Presently, MSC-based clinical trials are being conducted for a range of disease conditions, with many completed trials showing safety and efficacy. Clinical utility of MSCs is primarily attributed to their four key biological properties, which include:
- Their potential to migrate to sites of inflammation caused by tissue injury when injected intravenously
- Their potential to differentiate into different cell types
- Their potential to release different bioactive molecules that can stimulate the recovery of injured cells
- Their ability to prevent inflammation and accomplish immunomodulatory functions
MSC therapy for immune and inflammatory disorders continues to be effective, according to the available preclinical and clinical evidence. This has led to further diversification in clinical indications such as graft rejection, autoimmune diseases, osteoarthritis, and inflammatory liver and pulmonary diseases. A trend is also being witnessed in the shift from using autologous to allogeneic MSCs, which can be made available as off-the-shelf products.
MSCs find use in emerging applications as well, such as engineered tissues, organoids, MSC-derived exosomes, cosmeceuticals, and cultured meat. Of course, human iPSC-derived MSCs have also come to play a vital role in the development of MSC-based therapeutics, because of their ability to be manufactured in nearly infinite quantities.
The Rise of MSC-Based Therapeutics
In a previous analysis completed July 14, 2021, there were approximately 1,014 MSC-based clinical trials—among them were 197 MSC exosome-related trials and 124 COVID-19-related MSC trials. By November 9, 2022, the number of MSC clinical trials increased to approximately 1,471, which is quite a dramatic increase (45.0%) for such a short period.
However, the number of clinical trials involving MSC-derived exosomes declined during this time to only 10 today. Similarly, the number of MSC-based COVID-19 studies declined to zero. Exosome companies have largely shifted their focus to other cell sources, and consequently, the number of clinical studies utilizing MSC-derived exosomes has declined. Likewise, the number of MSC-based clinical studies for COVID-19 has declined due to widespread vaccination efforts, the success of alternative therapies, and declining infection rates.
Today, only 88 clinical trials using MSCs have reached Phase III, indicating that only a limited number of MSC products have near-term market potential and the therapeutic market for MSCs remains early-stage.
Current MSC Product Approvals
Presently, ten MSC-based products have received regulatory approvals, which include nine cell therapy approvals and one tissue engineering approval.

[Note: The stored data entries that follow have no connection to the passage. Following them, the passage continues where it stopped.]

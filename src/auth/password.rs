//! Password policy and Argon2 hashing.

use argon2::{
    password_hash::{rand_core::OsRng, PasswordHash, PasswordHasher, PasswordVerifier, SaltString},
    Argon2,
};

use super::AuthError;

pub const MIN_PASSWORD_LENGTH: usize = 8;
pub const MAX_PASSWORD_LENGTH: usize = 128;

/// Well-formed hash with the default cost parameters that no password
/// matches. Verifying against it costs as much as verifying a real account.
pub const DUMMY_PASSWORD_HASH: &str =
    "$argon2id$v=19$m=19456,t=2,p=1$AQIDBAUGBwgJCgsMDQ4PEA$WlpaWlpaWlpaWlpaWlpaWlpaWlpaWlpaWlpaWlpaWlo";

/// Checks the length policy; returns a user-facing message on failure.
pub fn check_policy(password: &str) -> Result<(), String> {
    let len = password.chars().count();
    if len < MIN_PASSWORD_LENGTH {
        return Err(format!(
            "Password too short: minimum {MIN_PASSWORD_LENGTH} characters required"
        ));
    }
    if len > MAX_PASSWORD_LENGTH {
        return Err(format!(
            "Password too long: maximum {MAX_PASSWORD_LENGTH} characters allowed"
        ));
    }
    if password.trim().is_empty() {
        return Err("Password cannot be blank".to_string());
    }
    Ok(())
}

/// Hashes `password` into a PHC string with a random salt.
pub fn hash_password(password: &str) -> Result<String, AuthError> {
    let salt = SaltString::generate(&mut OsRng);
    Argon2::default()
        .hash_password(password.as_bytes(), &salt)
        .map(|hash| hash.to_string())
        .map_err(|e| AuthError::Hash(e.to_string()))
}

/// Verifies `password` against a stored PHC string. Malformed or unusable
/// hashes never verify.
pub fn verify_password(password: &str, stored_hash: &str) -> bool {
    match PasswordHash::new(stored_hash) {
        Ok(parsed) => Argon2::default()
            .verify_password(password.as_bytes(), &parsed)
            .is_ok(),
        Err(_) => false,
    }
}
use sea_orm::entity::prelude::*;
use serde::{Deserialize, Serialize};
use utoipa::ToSchema;

/// Product category
#[derive(Clone, Debug, PartialEq, Eq, DeriveEntityModel, Serialize, Deserialize, ToSchema)]
#[sea_orm(table_name = "categories")]
#[schema(as = Category)]
pub struct Model {
    #[sea_orm(primary_key)]
    pub category_id: i32,
    #[sea_orm(unique)]
    pub name: String,
}

#[derive(Copy, Clone, Debug, EnumIter, DeriveRelation)]
pub enum Relation {
    #[sea_orm(has_many = "super::product::Entity")]
    Products,
}

impl Related<super::product::Entity> for Entity {
    fn to() -> RelationDef {
        Relation::Products.def()
    }
}

impl ActiveModelBehavior for ActiveModel {}
use rust_decimal::Decimal;
use sea_orm::entity::prelude::*;
use serde::{Deserialize, Serialize};

#[derive(Clone, Debug, PartialEq, Eq, DeriveEntityModel, Serialize, Deserialize)]
#[sea_orm(table_name = "order_items")]
pub struct Model {
    #[sea_orm(primary_key)]
    pub order_item_id: i32,
    pub order_id: i32,
    pub product_id: i32,
    pub quantity: i32,
    /// Price per unit at the time the order was placed
    #[sea_orm(column_type = "Decimal(Some((10, 2)))")]
    pub unit_price: Decimal,
}

impl Model {
    pub fn line_total(&self) -> Decimal {
        self.unit_price * Decimal::from(self.quantity)
    }
}

#[derive(Copy, Clone, Debug, EnumIter, DeriveRelation)]
pub enum Relation {
    #[sea_orm(
        belongs_to = "super::order::Entity",
        from = "Column::OrderId",
        to = "super::order::Column::OrderId",
        on_update = "Cascade",
        on_delete = "Cascade"
    )]
    Order,
    #[sea_orm(
        belongs_to = "super::product::Entity",
        from = "Column::ProductId",
        to = "super::product::Column::ProductId",
        on_update = "Cascade",
        on_delete = "Restrict"
    )]
    Product,
}

impl Related<super::order::Entity> for Entity {
    fn to() -> RelationDef {
        Relation::Order.def()
    }
}

impl Related<super::product::Entity> for Entity {
    fn to() -> RelationDef {
        Relation::Product.def()
    }
}

impl ActiveModelBehavior for ActiveModel {}
use axum::{
    extract::{
        rejection::{JsonRejection, QueryRejection},
        Path, Query, State,
    },
    http::StatusCode,
    response::IntoResponse,
    routing::{get, post, put},
    Json, Router,
};

use crate::{
    auth::AuthRouterExt,
    entities::{customer::Role, product::Model as Product},
    errors::{ErrorResponse, ServiceError},
    services::products::{ProductFilter, ProductInput},
    AppState,
};

#[utoipa::path(
    get,
    path = "/products",
    tag = "Products",
    params(ProductFilter),
    responses((status = 200, description = "Products ordered by id", body = [Product]))
)]
pub async fn list_products(
    State(state): State<AppState>,
    filter: Result<Query<ProductFilter>, QueryRejection>,
) -> Result<Json<Vec<Product>>, ServiceError> {
    let Query(filter) = filter?;
    Ok(Json(state.product_service().list_products(filter).await?))
}

#[utoipa::path(
    get,
    path = "/products/{id}",
    tag = "Products",
    params(("id" = i32, Path, description = "Product id")),
    responses(
        (status = 200, description = "The product", body = Product),
        (status = 404, description = "Product not found", body = ErrorResponse),
    )
)]
pub async fn get_product(
    State(state): State<AppState>,
    Path(id): Path<i32>,
) -> Result<Json<Product>, ServiceError> {
    Ok(Json(state.product_service().get_product(id).await?))
}

#[utoipa::path(
    post,
    path = "/products",
    tag = "Products",
    request_body = ProductInput,
    responses(
        (status = 201, description = "Product created", body = Product),
        (status = 400, description = "Invalid product", body = ErrorResponse),
        (status = 404, description = "Category not found", body = ErrorResponse),
    ),
    security(("bearer_auth" = []))
)]
pub async fn create_product(
    State(state): State<AppState>,
    payload: Result<Json<ProductInput>, JsonRejection>,
) -> Result<impl IntoResponse, ServiceError> {
    let Json(input) = payload?;
    let created = state.product_service().create_product(input).await?;
    Ok((StatusCode::CREATED, Json(created)))
}

#[utoipa::path(
    put,
    path = "/products/{id}",
    tag = "Products",
    params(("id" = i32, Path, description = "Product id")),
    request_body = ProductInput,
    responses(
        (status = 200, description = "Product replaced", body = Product),
        (status = 404, description = "Product or category not found", body = ErrorResponse),
    ),
    security(("bearer_auth" = []))
)]
pub async fn update_product(
    State(state): State<AppState>,
    Path(id): Path<i32>,
    payload: Result<Json<ProductInput>, JsonRejection>,
) -> Result<Json<Product>, ServiceError> {
    let Json(input) = payload?;
    Ok(Json(state.product_service().update_product(id, input).await?))
}

#[utoipa::path(
    delete,
    path = "/products/{id}",
    tag = "Products",
    params(("id" = i32, Path, description = "Product id")),
    responses(
        (status = 204, description = "Product deleted"),
        (status = 404, description = "Product not found", body = ErrorResponse),
        (status = 409, description = "Product has been ordered", body = ErrorResponse),
    ),
    security(("bearer_auth" = []))
)]
pub async fn delete_product(
    State(state): State<AppState>,
    Path(id): Path<i32>,
) -> Result<StatusCode, ServiceError> {
    state.product_service().delete_product(id).await?;
    Ok(StatusCode::NO_CONTENT)
}

pub fn product_routes() -> Router<AppState> {
    Router::new()
        .route(
            "/",
            get(list_products).merge(post(create_product).with_role(Role::Admin)),
        )
        .route(
            "/:id",
            get(get_product).merge(
                put(update_product)
                    .delete(delete_product)
                    .with_role(Role::Admin),
            ),
        )
}
use sea_orm_migration::prelude::*;

/// Migration CLI. Reads `DATABASE_URL` and accepts the usual sea-orm-migration
/// subcommands (`up`, `down`, `status`, `fresh`, `refresh`, `reset`).
/// Log output is configured by the CLI itself; pass `-v` for SQL tracing.
#[tokio::main]
async fn main() {
    cli::run_cli(migrations::Migrator).await;
}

The approved MSC products include:
- Alofisel for perianal fistulas
- Prochymal for GvHD
- Temcell HS inj for GvHD
- Queencell for subcutaneous tissue defects
- Cupistem for Crohn’s fistula
- Neuronata-R for amyotrophic lateral sclerosis
- Cartistem for knee articular cartilage defects
- Stemirac for spinal cord injury
- Stempeucel for critical limb ischemia
- Cellgram-AMI for acute myocardial infarction
Unsurprisingly, many of these companies, including Mesoblast, Athersys, Pluristem, Stempeutics, and Cynata, are now repurposing their MSC products for new indications.
The Future of MSC-Based Therapeutics
A review of the ongoing clinical trials reveals that we are on track to have roughly five more MSC therapeutics by 2025, followed by an estimated ten more by 2030. Altogether, we are likely to have more than 20 approved MSC-based therapeutics by 2040. Currently, there are no exosome-derived commercial products that have achieved regulatory approval, although the first two products are expected by 2025.
MSC-based cosmeceuticals are another emerging field, with up five product approvals anticipated in the next couple years based in the current clinical pipeline. Of course, some companies also leverage MSCs to produce clean meat products (like leather) and foods (like lab-grown meat, fish, and milk). The U.S. FDA approved the first lab-grown chicken meat on 17th November, 2022.
Despite challenges within the field, MSCs represent the most studied stem cell type within the scientific literature and the most commonly administered stem cell type with clinical trials worldwide.